What you will do:
All the records below must be returned exactly as they stand.

Data to process:
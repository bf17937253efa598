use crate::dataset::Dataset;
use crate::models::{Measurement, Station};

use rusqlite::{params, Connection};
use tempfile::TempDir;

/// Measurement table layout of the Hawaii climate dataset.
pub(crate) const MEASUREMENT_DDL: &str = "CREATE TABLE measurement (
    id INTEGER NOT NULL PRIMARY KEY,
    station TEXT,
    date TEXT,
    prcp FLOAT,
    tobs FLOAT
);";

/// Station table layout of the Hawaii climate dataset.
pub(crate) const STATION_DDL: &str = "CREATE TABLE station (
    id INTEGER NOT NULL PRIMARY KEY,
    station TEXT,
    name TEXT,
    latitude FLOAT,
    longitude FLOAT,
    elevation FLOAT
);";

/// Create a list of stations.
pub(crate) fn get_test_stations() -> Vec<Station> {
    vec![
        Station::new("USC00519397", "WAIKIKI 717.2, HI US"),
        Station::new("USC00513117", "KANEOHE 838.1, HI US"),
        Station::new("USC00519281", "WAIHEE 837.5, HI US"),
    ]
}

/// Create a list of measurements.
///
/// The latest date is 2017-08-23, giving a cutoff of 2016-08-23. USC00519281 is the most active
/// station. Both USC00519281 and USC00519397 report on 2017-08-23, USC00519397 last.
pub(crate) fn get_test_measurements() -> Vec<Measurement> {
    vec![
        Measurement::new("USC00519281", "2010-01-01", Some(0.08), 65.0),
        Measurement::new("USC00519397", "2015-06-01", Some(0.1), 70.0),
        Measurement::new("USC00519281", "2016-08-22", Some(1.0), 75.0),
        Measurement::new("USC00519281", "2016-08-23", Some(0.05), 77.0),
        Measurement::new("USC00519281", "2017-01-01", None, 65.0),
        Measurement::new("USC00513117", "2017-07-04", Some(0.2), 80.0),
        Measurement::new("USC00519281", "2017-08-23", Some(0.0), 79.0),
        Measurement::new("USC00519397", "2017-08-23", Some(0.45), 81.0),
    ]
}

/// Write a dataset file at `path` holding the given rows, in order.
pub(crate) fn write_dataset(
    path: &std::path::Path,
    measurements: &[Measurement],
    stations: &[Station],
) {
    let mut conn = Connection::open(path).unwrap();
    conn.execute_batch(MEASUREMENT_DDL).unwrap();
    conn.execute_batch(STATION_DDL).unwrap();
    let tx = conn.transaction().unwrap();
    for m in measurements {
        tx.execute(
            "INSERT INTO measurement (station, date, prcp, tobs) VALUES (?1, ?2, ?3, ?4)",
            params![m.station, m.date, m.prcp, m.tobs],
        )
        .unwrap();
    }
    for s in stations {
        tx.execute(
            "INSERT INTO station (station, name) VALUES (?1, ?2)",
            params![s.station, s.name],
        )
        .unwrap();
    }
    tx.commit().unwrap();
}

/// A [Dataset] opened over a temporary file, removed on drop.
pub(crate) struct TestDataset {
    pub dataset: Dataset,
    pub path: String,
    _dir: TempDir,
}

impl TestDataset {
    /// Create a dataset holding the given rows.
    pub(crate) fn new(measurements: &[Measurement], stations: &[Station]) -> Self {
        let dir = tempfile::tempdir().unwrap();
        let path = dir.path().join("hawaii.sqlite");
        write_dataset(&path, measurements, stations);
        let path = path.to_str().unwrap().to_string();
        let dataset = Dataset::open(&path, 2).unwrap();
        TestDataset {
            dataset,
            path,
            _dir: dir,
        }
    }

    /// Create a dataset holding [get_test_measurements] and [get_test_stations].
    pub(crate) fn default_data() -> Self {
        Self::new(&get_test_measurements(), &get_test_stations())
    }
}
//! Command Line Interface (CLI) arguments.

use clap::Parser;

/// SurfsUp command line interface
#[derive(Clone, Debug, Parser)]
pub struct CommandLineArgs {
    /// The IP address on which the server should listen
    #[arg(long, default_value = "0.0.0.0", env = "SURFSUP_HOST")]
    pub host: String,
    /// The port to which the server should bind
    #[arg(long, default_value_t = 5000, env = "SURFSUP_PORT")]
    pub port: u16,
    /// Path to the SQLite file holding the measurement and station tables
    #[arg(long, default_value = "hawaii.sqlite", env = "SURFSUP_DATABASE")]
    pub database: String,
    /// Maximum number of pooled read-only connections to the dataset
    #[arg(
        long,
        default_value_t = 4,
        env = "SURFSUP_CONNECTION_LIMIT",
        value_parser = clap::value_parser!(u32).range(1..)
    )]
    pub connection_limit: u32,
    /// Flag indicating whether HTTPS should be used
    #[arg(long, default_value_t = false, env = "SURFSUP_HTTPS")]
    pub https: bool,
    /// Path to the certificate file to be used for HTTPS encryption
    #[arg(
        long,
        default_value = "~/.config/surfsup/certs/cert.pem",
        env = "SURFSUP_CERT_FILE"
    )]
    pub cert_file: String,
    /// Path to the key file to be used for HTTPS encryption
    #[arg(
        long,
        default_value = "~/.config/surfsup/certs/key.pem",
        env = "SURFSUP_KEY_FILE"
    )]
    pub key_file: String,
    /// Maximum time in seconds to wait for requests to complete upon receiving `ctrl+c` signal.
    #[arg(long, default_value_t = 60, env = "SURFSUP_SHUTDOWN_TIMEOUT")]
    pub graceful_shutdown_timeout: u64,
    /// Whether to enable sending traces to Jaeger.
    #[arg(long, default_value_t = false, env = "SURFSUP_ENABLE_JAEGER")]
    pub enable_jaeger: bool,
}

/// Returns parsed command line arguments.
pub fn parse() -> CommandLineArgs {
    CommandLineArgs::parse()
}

Your response:
repository bf17937253efa598
use crate::dataset::Dataset;
use crate::models::{Measurement, Station};

use rusqlite::{params, Connection};
use tempfile::TempDir;

/// Measurement table layout of the Hawaii climate dataset.
pub(crate) const MEASUREMENT_DDL: &str = "CREATE TABLE measurement (
    id INTEGER NOT NULL PRIMARY KEY,
    station TEXT,
    date TEXT,
    prcp FLOAT,
    tobs FLOAT
);";

/// Station table layout of the Hawaii climate dataset.
pub(crate) const STATION_DDL: &str = "CREATE TABLE station (
    id INTEGER NOT NULL PRIMARY KEY,
    station TEXT,
    name TEXT,
    latitude FLOAT,
    longitude FLOAT,
    elevation FLOAT
);";

/// Create a list of stations.
pub(crate) fn get_test_stations() -> Vec<Station> {
    vec![
        Station::new("USC00519397", "WAIKIKI 717.2, HI US"),
        Station::new("USC00513117", "KANEOHE 838.1, HI US"),
        Station::new("USC00519281", "WAIHEE 837.5, HI US"),
    ]
}

/// Create a list of measurements.
///
/// The latest date is 2017-08-23, giving a cutoff of 2016-08-23. USC00519281 is the most active
/// station. Both USC00519281 and USC00519397 report on 2017-08-23, USC00519397 last.
pub(crate) fn get_test_measurements() -> Vec<Measurement> {
    vec![
        Measurement::new("USC00519281", "2010-01-01", Some(0.08), 65.0),
        Measurement::new("USC00519397", "2015-06-01", Some(0.1), 70.0),
        Measurement::new("USC00519281", "2016-08-22", Some(1.0), 75.0),
        Measurement::new("USC00519281", "2016-08-23", Some(0.05), 77.0),
        Measurement::new("USC00519281", "2017-01-01", None, 65.0),
        Measurement::new("USC00513117", "2017-07-04", Some(0.2), 80.0),
        Measurement::new("USC00519281", "2017-08-23", Some(0.0), 79.0),
        Measurement::new("USC00519397", "2017-08-23", Some(0.45), 81.0),
    ]
}

/// Write a dataset file at `path` holding the given rows, in order.
pub(crate) fn write_dataset(
    path: &std::path::Path,
    measurements: &[Measurement],
    stations: &[Station],
) {
    let mut conn = Connection::open(path).unwrap();
    conn.execute_batch(MEASUREMENT_DDL).unwrap();
    conn.execute_batch(STATION_DDL).unwrap();
    let tx = conn.transaction().unwrap();
    for m in measurements {
        tx.execute(
            "INSERT INTO measurement (station, date, prcp, tobs) VALUES (?1, ?2, ?3, ?4)",
            params![m.station, m.date, m.prcp, m.tobs],
        )
        .unwrap();
    }
    for s in stations {
        tx.execute(
            "INSERT INTO station (station, name) VALUES (?1, ?2)",
            params![s.station, s.name],
        )
        .unwrap();
    }
    tx.commit().unwrap();
}

/// A [Dataset] opened over a temporary file, removed on drop.
pub(crate) struct TestDataset {
    pub dataset: Dataset,
    pub path: String,
    _dir: TempDir,
}

impl TestDataset {
    /// Create a dataset holding the given rows.
    pub(crate) fn new(measurements: &[Measurement], stations: &[Station]) -> Self {
        let dir = tempfile::tempdir().unwrap();
        let path = dir.path().join("hawaii.sqlite");
        write_dataset(&path, measurements, stations);
        let path = path.to_str().unwrap().to_string();
        let dataset = Dataset::open(&path, 2).unwrap();
        TestDataset {
            dataset,
            path,
            _dir: dir,
        }
    }

    /// Create a dataset holding [get_test_measurements] and [get_test_stations].
    pub(crate) fn default_data() -> Self {
        Self::new(&get_test_measurements(), &get_test_stations())
    }
}
//! Command Line Interface (CLI) arguments.

use clap::Parser;

/// SurfsUp command line interface
#[derive(Clone, Debug, Parser)]
pub struct CommandLineArgs {
    /// The IP address on which the server should listen
    #[arg(long, default_value = "0.0.0.0", env = "SURFSUP_HOST")]
    pub host: String,
    /// The port to which the server should bind
    #[arg(long, default_value_t = 5000, env = "SURFSUP_PORT")]
    pub port: u16,
    /// Path to the SQLite file holding the measurement and station tables
    #[arg(long, default_value = "hawaii.sqlite", env = "SURFSUP_DATABASE")]
    pub database: String,
    /// Maximum number of pooled read-only connections to the dataset
    #[arg(
        long,
        default_value_t = 4,
        env = "SURFSUP_CONNECTION_LIMIT",
        value_parser = clap::value_parser!(u32).range(1..)
    )]
    pub connection_limit: u32,
    /// Flag indicating whether HTTPS should be used
    #[arg(long, default_value_t = false, env = "SURFSUP_HTTPS")]
    pub https: bool,
    /// Path to the certificate file to be used for HTTPS encryption
    #[arg(
        long,
        default_value = "~/.config/surfsup/certs/cert.pem",
        env = "SURFSUP_CERT_FILE"
    )]
    pub cert_file: String,
    /// Path to the key file to be used for HTTPS encryption
    #[arg(
        long,
        default_value = "~/.config/surfsup/certs/key.pem",
        env = "SURFSUP_KEY_FILE"
    )]
    pub key_file: String,
    /// Maximum time in seconds to wait for requests to complete upon receiving `ctrl+c` signal.
    #[arg(long, default_value_t = 60, env = "SURFSUP_SHUTDOWN_TIMEOUT")]
    pub graceful_shutdown_timeout: u64,
    /// Whether to enable sending traces to Jaeger.
    #[arg(long, default_value_t = false, env = "SURFSUP_ENABLE_JAEGER")]
    pub enable_jaeger: bool,
}

/// Returns parsed command line arguments.
pub fn parse() -> CommandLineArgs {
    CommandLineArgs::parse()
}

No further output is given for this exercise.